3.5. Fatty Acid Analysis
The identified fatty acids in A. floribunda butter extracted by hexane, hot water, and cold press consisted of saturated fatty acids (C8–C16), monounsaturated fatty acids (C16:1 and C18:1), polyunsaturated fatty acids (C18:2, C18:3, C18:4, and C20:3) and other unclassified fatty acids (Table 4). The prominent fatty acids are palmitic and stearic (saturated fatty acids), oleic, linoleic, and linolenic (polyunsaturated fatty acids) acids. The hardness of butter depends on the proportion of stearic and oleic acids. The higher the proportion of stearic acid, the harder the butter [21]. The extracted A. floribunda butter had a desirable texture and hardness, making it ideal for use as a moisturizer and topical drug delivery agent. Hot water and hexane extracts had a higher composition of saturated fatty acids (52.01% and 50.59%, respectively) and were hence harder in texture than the cold press extract. The saturated fatty acids accounted for more than 50% of the total fatty acids present in the extracts except for the cold press extract, which contained about 20.24% of saturated fatty acids. Cold press extract contained a high amount of monounsaturated fatty acids.
The saponification degree is inversely related to the fatty acids’ average molecular weight or chain length. Therefore, the shorter the average chain length (C4–C12), the higher the saponification value [25]. From the study, the average molecular weight of the compounds present in the three extracts was 316.3, 298.3, and 319.6 for hot water, hexane, and cold press, respectively (Table 4). Moreover, long-chain compounds like 1-heptatriacotanol (C37H76O), stigmasterol (C29H48O2), and 2-(7-heptadecynyloxy)tetrahydro-2H-pyran (C22H40O2) could account for the relatively low saponification values for the hot water and cold press extracts as their quantity was low [26].
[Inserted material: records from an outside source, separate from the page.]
fn load_pois(connection: &Connection) -> Result<Vec<PointOfInterest>, SqliteStoreError> {
    let mut statement = connection.prepare(
        "SELECT id, name, summary, description, lon, lat, categories, deleted, deleted_by
         FROM pois ORDER BY id",
    )?;
    let mut rows = statement.query([])?;
    let mut pois = Vec::new();

    while let Some(row) = rows.next()? {
        let id: u64 = row.get(0)?;
        let location = Coord {
            x: row.get(4)?,
            y: row.get(5)?,
        };
        let categories_json: String = row.get(6)?;
        let categories: BTreeSet<CategoryId> =
            serde_json::from_str(&categories_json).map_err(|source| {
                SqliteStoreError::InvalidJson {
                    table: "pois",
                    column: "categories",
                    id,
                    source,
                }
            })?;
        let mut poi = PointOfInterest::new(PoiId(id), row.get::<_, String>(1)?, location)
            .map_err(|source| SqliteStoreError::InvalidPoi { id, source })?
            .with_summary(row.get::<_, String>(2)?)
            .with_description(row.get::<_, String>(3)?)
            .with_categories(categories);
        poi.deletion = deletion(row, 7, 8)?;
        pois.push(poi);
    }

    Ok(pois)
}

fn load_regions(connection: &Connection) -> Result<RegionCatalog, SqliteStoreError> {
    // Countries first so provinces find their parent.
    let mut statement = connection.prepare(
        "SELECT id, name, country_id, boundary, managers, deleted, deleted_by
         FROM regions ORDER BY country_id IS NOT NULL, id",
    )?;
    let mut rows = statement.query([])?;
    let mut catalog = RegionCatalog::new();

    while let Some(row) = rows.next()? {
        let id: u64 = row.get(0)?;
        let kind = match row.get::<_, Option<u64>>(2)? {
            None => RegionKind::Country,
            Some(country) => RegionKind::Province {
                country: RegionId(country),
            },
        };
        let boundary: Option<MultiPolygon<f64>> = row
            .get::<_, Option<String>>(3)?
            .map(|json| serde_json::from_str(&json))
            .transpose()
            .map_err(|source| SqliteStoreError::InvalidJson {
                table: "regions",
                column: "boundary",
                id,
                source,
            })?;
        let managers_json: String = row.get(4)?;
        let managers: BTreeSet<UserId> =
            serde_json::from_str(&managers_json).map_err(|source| {
                SqliteStoreError::InvalidJson {
                    table: "regions",
                    column: "managers",
                    id,
                    source,
                }
            })?;

        let region = Region {
            id: RegionId(id),
            name: row.get(1)?,
            kind,
            boundary,
            managers,
            deletion: deletion(row, 5, 6)?,
        };
        if let Err(error) = catalog.insert(region) {
            warn!("skipping stored region {id}: {error}");
        }
    }

    Ok(catalog)
}

#[cfg(test)]
mod tests {
    use super::*;
    use crate::{Bookmarks, SoftDeletable, rate};
    use geo::polygon;
    use rstest::{fixture, rstest};
    use std::{sync::Arc, thread};
    use tempfile::TempDir;

    fn poi(id: u64, x: f64, y: f64) -> PointOfInterest {
        PointOfInterest::new(PoiId(id), format!("poi {id}"), Coord { x, y }).expect("valid poi")
    }

    #[fixture]
    fn store() -> SqliteStore {
        SqliteStore::open_in_memory().expect("open store")
    }

    fn everywhere() -> Rect<f64> {
        Rect::new(Coord { x: -180.0, y: -90.0 }, Coord { x: 180.0, y: 90.0 })
    }

    #[rstest]
    fn reopening_restores_every_table() {
        let dir = TempDir::new().expect("create temp dir");
        let path = dir.path().join("poimark.db");
        {
            let store = SqliteStore::open(&path).expect("open store");
            store
                .insert_user(&User::new(UserId(1), "ana").expect("user").with_staff())
                .expect("insert user");
            store
                .insert_poi(&poi(1, 2.0, 41.0).with_categories([CategoryId(4)]))
                .expect("insert poi");
            store.insert_poi(&poi(2, 2.1, 41.1)).expect("insert poi");
            store.soft_delete_poi(PoiId(2), UserId(1)).expect("delete poi");
            store
                .insert_region(
                    &Region::country(RegionId(1), "Spain")
                        .with_boundary(polygon![
                            (x: 0.0, y: 40.0),
                            (x: 4.0, y: 40.0),
                            (x: 4.0, y: 43.0),
                            (x: 0.0, y: 43.0),
                        ])
                        .with_managers([UserId(1)]),
                )
                .expect("insert country");
            store
                .insert_region(&Region::province(RegionId(2), "Girona", RegionId(1)))
                .expect("insert province");
            Bookmarks::new(&store)
                .bookmark(UserId(1), PoiId(1))
                .expect("bookmark");
            rate(&store, UserId(1), PoiId(1), 12).expect("rate");
        }

        let store = SqliteStore::open(&path).expect("reopen store");
        let user = store.user(UserId(1)).expect("read user").expect("user kept");
        assert!(user.is_staff);

        let pois: Vec<_> = store.get_pois_in_bbox(&everywhere()).collect();
        assert_eq!(pois.len(), 2);
        assert!(pois.first().is_some_and(|p| p.categories.contains(&CategoryId(4))));
        assert!(pois.get(1).is_some_and(|p| !p.is_visible()));

        let catalog = store.region_catalog().expect("catalog");
        assert!(catalog.is_province_allowed(&user, RegionId(2)));
        assert!(
            catalog
                .get(RegionId(1))
                .is_some_and(|spain| spain.contains(Coord { x: 2.0, y: 41.0 }))
        );

        let bookmarks = Bookmarks::new(&store).list(UserId(1)).expect("list");
        assert_eq!(bookmarks.len(), 1);
        let rating = store.rating(UserId(1), PoiId(1)).expect("rating");
        assert_eq!(rating.map(|r| r.score.get()), Some(10));
    }

    #[rstest]
    fn provinces_need_a_stored_country(store: SqliteStore) {
        let error = store
            .insert_region(&Region::province(RegionId(2), "Orphan", RegionId(1)))
            .expect_err("province without country");
        assert!(matches!(
            error,
            SqliteStoreError::Region(RegionError::UnknownCountry { .. })
        ));
        assert_eq!(store.region_catalog().expect("catalog").iter().count(), 0);
    }

    #[rstest]
    fn deleted_regions_disappear(store: SqliteStore) {
        store
            .insert_region(&Region::country(RegionId(1), "Spain"))
            .expect("insert");
        store
            .soft_delete_region(RegionId(1), UserId(9))
            .expect("delete");
        let again = store.soft_delete_region(RegionId(1), UserId(9));
        assert!(matches!(
            again,
            Err(SqliteStoreError::Region(RegionError::NotFound(RegionId(1))))
        ));
        assert!(store.region_catalog().expect("catalog").get(RegionId(1)).is_none());
    }

    #[rstest]
    fn deactivating_users(store: SqliteStore) {
        store
            .insert_user(&User::new(UserId(1), "ana").expect("user"))
            .expect("insert");
        assert!(store.deactivate_user(UserId(1)).expect("deactivate"));
        assert!(!store.deactivate_user(UserId(1)).expect("deactivate again"));
        let user = store.user(UserId(1)).expect("read").expect("user kept");
        assert!(!user.is_active);
        assert_eq!(store.user(UserId(2)).expect("read"), None);
    }

    #[rstest]
    fn shifts_survive_unique_orders(store: SqliteStore) {
        let bookmarks = Bookmarks::new(&store);
        for poi in 1..=5 {
            bookmarks.bookmark(UserId(1), PoiId(poi)).expect("bookmark");
        }
        bookmarks
            .move_before(UserId(1), PoiId(5), Some(PoiId(2)))
            .expect("move up");
        bookmarks
            .move_before(UserId(1), PoiId(1), None)
            .expect("move to end");
        assert!(bookmarks.unbookmark(UserId(1), PoiId(2)).expect("remove"));

        let listed: Vec<(u64, u32)> = bookmarks
            .list(UserId(1))
            .expect("list")
            .iter()
            .map(|b| (b.poi.get(), b.order))
            .collect();
        assert_eq!(listed, vec![(5, 1), (3, 2), (4, 3), (1, 4)]);
    }

    #[rstest]
    fn failed_scopes_roll_back(store: SqliteStore) {
        let bookmarks = Bookmarks::new(&store);
        bookmarks.bookmark(UserId(1), PoiId(1)).expect("bookmark");
        let result: Result<(), BookmarkError> = store.with_user_bookmarks(UserId(1), |rows| {
            rows.delete(PoiId(1))?;
            Err(BookmarkError::NotFound {
                user: UserId(1),
                poi: PoiId(9),
            })
        });
        assert!(result.is_err());
        assert_eq!(bookmarks.list(UserId(1)).expect("list").len(), 1);
    }

    #[rstest]
    fn duplicate_orders_map_to_constraint_errors(store: SqliteStore) {
        let result = store.with_user_bookmarks(UserId(1), |rows| {
            rows.insert(PoiId(1), 1)?;
            rows.insert(PoiId(2), 1).map_err(BookmarkError::from)
        });
        assert!(matches!(
            result,
            Err(BookmarkError::Store(StoreError::Constraint(_)))
        ));
    }

    #[rstest]
    fn ids_beyond_sqlite_range_are_rejected(store: SqliteStore) {
        let result = store.rating(UserId(u64::MAX), PoiId(1));
        assert!(matches!(result, Err(StoreError::IdOutOfRange { id: u64::MAX })));
    }

    #[rstest]
    fn listing_reads_while_another_writer_holds_the_lock() {
        let dir = TempDir::new().expect("create temp dir");
        let path = dir.path().join("poimark.db");
        let store = SqliteStore::open(&path).expect("open store");
        let bookmarks = Bookmarks::new(&store);
        for poi in [PoiId(2), PoiId(1)] {
            bookmarks.bookmark(UserId(1), poi).expect("bookmark");
        }

        let writer = Connection::open(&path).expect("open second connection");
        writer.execute_batch("BEGIN IMMEDIATE").expect("reserve write lock");

        let listed: Vec<PoiId> = bookmarks
            .list(UserId(1))
            .expect("listing does not need the write lock")
            .iter()
            .map(|bookmark| bookmark.poi)
            .collect();
        assert_eq!(listed, vec![PoiId(2), PoiId(1)]);
        writer.execute_batch("ROLLBACK").expect("release write lock");
    }

    #[rstest]
    fn concurrent_moves_stay_dense() {
        let dir = TempDir::new().expect("create temp dir");
        let store = Arc::new(SqliteStore::open(dir.path().join("poimark.db")).expect("open"));
        let bookmarks = Bookmarks::new(store.as_ref());
        for poi in 1..=6 {
            bookmarks.bookmark(UserId(1), PoiId(poi)).expect("bookmark");
        }

        let workers: Vec<_> = (1..=4_u64)
            .map(|worker| {
                let store = Arc::clone(&store);
                thread::spawn(move || {
                    let bookmarks = Bookmarks::new(store.as_ref());
                    for round in 0..10_u64 {
                        let poi = PoiId((worker + round) % 6 + 1);
                        let before = (round % 3 != 0).then(|| PoiId((worker * 5 + round) % 6 + 1));
                        bookmarks
                            .move_before(UserId(1), poi, before)
                            .expect("move succeeds");
                    }
                })
            })
            .collect();
        for worker in workers {
            worker.join().expect("worker finished");
        }

        let orders: Vec<u32> = bookmarks
            .list(UserId(1))
            .expect("list")
            .iter()
            .map(|b| b.order)
            .collect();
        assert_eq!(orders, (1..=6).collect::<Vec<u32>>());
    }
}
use std::collections::BTreeSet;

use geo::Coord;
use thiserror::Error;

use crate::{CategoryId, Deletion, PoiId, SoftDeletable};

/// A named, located place in the catalogue.
///
/// Coordinates are WGS84 with `x = longitude` and `y = latitude`.
///
/// # Examples
/// ```
/// use geo::Coord;
/// use poimark_core::{CategoryId, PoiId, PointOfInterest};
///
/// let poi = PointOfInterest::new(PoiId(1), "Museum", Coord { x: 1.0, y: 2.0 })
///     .unwrap()
///     .with_summary("Modern art")
///     .with_categories([CategoryId(3)]);
///
/// assert_eq!(poi.id, PoiId(1));
/// assert!(poi.categories.contains(&CategoryId(3)));
/// ```
#[derive(Debug, Clone, PartialEq)]
#[cfg_attr(feature = "serde", derive(serde::Serialize, serde::Deserialize))]
pub struct PointOfInterest {
    /// Unique, immutable identifier.
    pub id: PoiId,
    /// Display name.
    pub name: String,
    /// Short text shown in listings.
    #[cfg_attr(feature = "serde", serde(default))]
    pub summary: String,
    /// Long text shown on detail pages.
    #[cfg_attr(feature = "serde", serde(default))]
    pub description: String,
    /// Geospatial position.
    pub location: Coord<f64>,
    /// Categories the POI belongs to.
    #[cfg_attr(feature = "serde", serde(default))]
    pub categories: BTreeSet<CategoryId>,
    /// Soft-deletion state.
    #[cfg_attr(feature = "serde", serde(default))]
    pub deletion: Deletion,
}

/// Errors returned by [`PointOfInterest::new`].
#[derive(Debug, Error, PartialEq)]
pub enum PointOfInterestError {
    /// The location was not a finite WGS84 coordinate.
    #[error("location ({x}, {y}) is not a valid longitude/latitude pair")]
    InvalidLocation {
        /// Longitude supplied.
        x: f64,
        /// Latitude supplied.
        y: f64,
    },
}

impl PointOfInterest {
    /// Validate the location and construct a visible POI with no
    /// categories.
    pub fn new(
        id: PoiId,
        name: impl Into<String>,
        location: Coord<f64>,
    ) -> Result<Self, PointOfInterestError> {
        if !is_valid_location(location) {
            return Err(PointOfInterestError::InvalidLocation {
                x: location.x,
                y: location.y,
            });
        }
        Ok(Self {
            id,
            name: name.into(),
            summary: String::new(),
            description: String::new(),
            location,
            categories: BTreeSet::new(),
            deletion: Deletion::active(),
        })
    }

    /// Replace the short text.
    #[must_use]
    pub fn with_summary(mut self, summary: impl Into<String>) -> Self {
        self.summary = summary.into();
        self
    }

    /// Replace the long text.
    #[must_use]
    pub fn with_description(mut self, description: impl Into<String>) -> Self {
        self.description = description.into();
        self
    }

    /// Replace the category set.
    #[must_use]
    pub fn with_categories<I>(mut self, categories: I) -> Self
    where
        I: IntoIterator<Item = CategoryId>,
    {
        self.categories = categories.into_iter().collect();
        self
    }

    /// Whether the POI carries at least one of `wanted`.
    #[must_use]
    pub fn in_any_category(&self, wanted: &BTreeSet<CategoryId>) -> bool {
        !self.categories.is_disjoint(wanted)
    }
}

impl SoftDeletable for PointOfInterest {
    fn deletion(&self) -> Deletion {
        self.deletion
    }
}

pub(crate) fn is_valid_location(location: Coord<f64>) -> bool {
    location.x.is_finite()
        && location.y.is_finite()
        && (-180.0..=180.0).contains(&location.x)
        && (-90.0..=90.0).contains(&location.y)
}

#[cfg(test)]
mod tests {
    use super::*;
    use rstest::rstest;

    #[rstest]
    #[case(Coord { x: 181.0, y: 0.0 })]
    #[case(Coord { x: 0.0, y: -90.5 })]
    #[case(Coord { x: f64::NAN, y: 0.0 })]
    fn rejects_invalid_locations(#[case] location: Coord<f64>) {
        let result = PointOfInterest::new(PoiId(1), "Nowhere", location);
        assert!(matches!(
            result,
            Err(PointOfInterestError::InvalidLocation { .. })
        ));
    }

    #[rstest]
    fn new_pois_are_visible() {
        let poi = PointOfInterest::new(PoiId(1), "Pier", Coord { x: -180.0, y: 90.0 })
            .expect("boundary coordinates are valid");
        assert!(poi.is_visible());
        assert!(poi.categories.is_empty());
    }

    #[rstest]
    #[case(&[1, 2], &[2, 5], true)]
    #[case(&[1], &[3], false)]
    #[case(&[], &[3], false)]
    fn category_match_is_any_of(
        #[case] held: &[u64],
        #[case] wanted: &[u64],
        #[case] expected: bool,
    ) {
        let poi = PointOfInterest::new(PoiId(1), "Cafe", Coord { x: 0.0, y: 0.0 })
            .expect("valid poi")
            .with_categories(held.iter().copied().map(CategoryId));
        let wanted: BTreeSet<_> = wanted.iter().copied().map(CategoryId).collect();
        assert_eq!(poi.in_any_category(&wanted), expected);
    }
}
The cold press extract had a higher iodine value than the hexane and hot water extracts, but the value was less than that of the codex standard. The fatty acid analysis revealed that the cold press extract had a high degree of unsaturation compared to the hot water and hexane extracts. Oils with lower iodine values are less susceptible to oxidative rancidity. Due to the lower iodine values of the three extracts, A. floribunda butter will not be susceptible to oxidative rancidity, an ideal property for lipid pharmaceutical excipients. Thus, the butter extracted from A. floribunda by any of the three methods is ideal as a drug delivery excipient for formulations such as suppositories, ointments, creams, emulsions, solid-lipid nanoparticles, and liposomes.
4. Conclusion
A. floribunda butter was successfully extracted using three different extraction methods. The hexane extraction method gave the highest percentage yield, followed by the hot water and cold press methods. The physicochemical properties and the identified fatty acids of A. floribunda butter indicated that the butter is edible and suitable as a pharmaceutical excipient with no disease-causing microorganisms. All extracts contained essential minerals such as Ca, K, Mg, and Fe which were found to be high in hexane and cold press extracts.
Data Availability
The data used to support the findings of this study are included within the article and also available from the corresponding author upon request.
Conflicts of Interest
The authors declare that there are no conflicts of interest regarding the publication of this paper.
Acknowledgments
The authors are grateful to the technicians in the Department of Pharmaceutics, Faculty of Pharmacy and Pharmaceutical Sciences, Kwame Nkrumah University of Science and Technology, Kumasi, Ghana.